Work required: Your answer should consist of every line in the records that holds "value".

Exercise inputs:
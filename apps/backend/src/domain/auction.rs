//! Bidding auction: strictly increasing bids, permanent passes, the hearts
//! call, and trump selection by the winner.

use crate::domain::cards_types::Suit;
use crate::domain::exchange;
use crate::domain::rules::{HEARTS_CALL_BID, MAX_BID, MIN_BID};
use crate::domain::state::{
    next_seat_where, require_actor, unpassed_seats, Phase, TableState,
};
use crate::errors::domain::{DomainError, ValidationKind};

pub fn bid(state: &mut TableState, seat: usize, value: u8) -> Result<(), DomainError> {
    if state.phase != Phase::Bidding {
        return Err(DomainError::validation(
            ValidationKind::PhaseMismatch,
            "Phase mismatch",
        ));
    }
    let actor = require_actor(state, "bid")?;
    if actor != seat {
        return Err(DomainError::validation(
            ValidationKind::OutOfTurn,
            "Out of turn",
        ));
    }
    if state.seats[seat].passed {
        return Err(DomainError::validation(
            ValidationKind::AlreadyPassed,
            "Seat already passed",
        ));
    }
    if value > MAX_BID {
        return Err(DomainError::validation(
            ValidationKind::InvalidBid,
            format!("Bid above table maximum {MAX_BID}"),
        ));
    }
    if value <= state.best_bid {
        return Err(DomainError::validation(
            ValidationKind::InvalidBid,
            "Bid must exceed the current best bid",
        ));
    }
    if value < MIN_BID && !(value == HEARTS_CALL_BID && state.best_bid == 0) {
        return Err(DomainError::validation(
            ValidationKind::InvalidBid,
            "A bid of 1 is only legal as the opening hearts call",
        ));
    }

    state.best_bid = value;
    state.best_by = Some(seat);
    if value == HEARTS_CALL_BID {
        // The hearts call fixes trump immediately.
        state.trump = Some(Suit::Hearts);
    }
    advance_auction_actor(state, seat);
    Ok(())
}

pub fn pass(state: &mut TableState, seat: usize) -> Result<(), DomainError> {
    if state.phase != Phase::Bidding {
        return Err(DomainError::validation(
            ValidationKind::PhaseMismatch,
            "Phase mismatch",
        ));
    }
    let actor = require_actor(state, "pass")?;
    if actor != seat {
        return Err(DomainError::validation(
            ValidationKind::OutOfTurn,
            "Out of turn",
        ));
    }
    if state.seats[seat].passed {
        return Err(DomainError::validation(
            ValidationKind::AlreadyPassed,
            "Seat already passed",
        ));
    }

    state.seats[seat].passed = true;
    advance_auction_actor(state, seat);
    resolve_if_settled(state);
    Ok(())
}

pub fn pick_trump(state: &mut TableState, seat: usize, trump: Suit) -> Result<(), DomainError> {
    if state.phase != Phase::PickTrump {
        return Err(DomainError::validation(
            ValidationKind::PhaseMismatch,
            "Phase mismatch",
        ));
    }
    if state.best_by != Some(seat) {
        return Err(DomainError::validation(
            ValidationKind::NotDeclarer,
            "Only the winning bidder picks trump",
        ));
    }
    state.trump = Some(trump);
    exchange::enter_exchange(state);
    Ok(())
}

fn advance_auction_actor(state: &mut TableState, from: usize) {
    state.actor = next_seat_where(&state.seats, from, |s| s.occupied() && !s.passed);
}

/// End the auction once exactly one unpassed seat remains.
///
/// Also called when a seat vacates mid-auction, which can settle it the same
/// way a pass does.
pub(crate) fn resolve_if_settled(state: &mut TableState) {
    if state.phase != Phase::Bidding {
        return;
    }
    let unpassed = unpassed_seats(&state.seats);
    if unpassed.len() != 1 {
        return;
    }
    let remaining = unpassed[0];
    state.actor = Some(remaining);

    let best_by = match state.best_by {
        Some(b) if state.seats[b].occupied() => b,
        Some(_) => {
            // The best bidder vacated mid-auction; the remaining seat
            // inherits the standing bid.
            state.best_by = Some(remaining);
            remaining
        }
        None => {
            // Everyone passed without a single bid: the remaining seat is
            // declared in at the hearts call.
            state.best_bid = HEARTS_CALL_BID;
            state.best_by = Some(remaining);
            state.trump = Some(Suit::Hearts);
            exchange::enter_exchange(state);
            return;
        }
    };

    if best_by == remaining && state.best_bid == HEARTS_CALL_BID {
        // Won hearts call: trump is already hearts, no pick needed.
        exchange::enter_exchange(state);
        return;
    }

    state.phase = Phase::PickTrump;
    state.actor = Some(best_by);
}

Answer to this problem:
pub fn bid(state: &mut TableState, seat: usize, value: u8) -> Result<(), DomainError> {
    if value > MAX_BID {
    if value <= state.best_bid {
    if value < MIN_BID && !(value == HEARTS_CALL_BID && state.best_bid == 0) {
    state.best_bid = value;
    if value == HEARTS_CALL_BID {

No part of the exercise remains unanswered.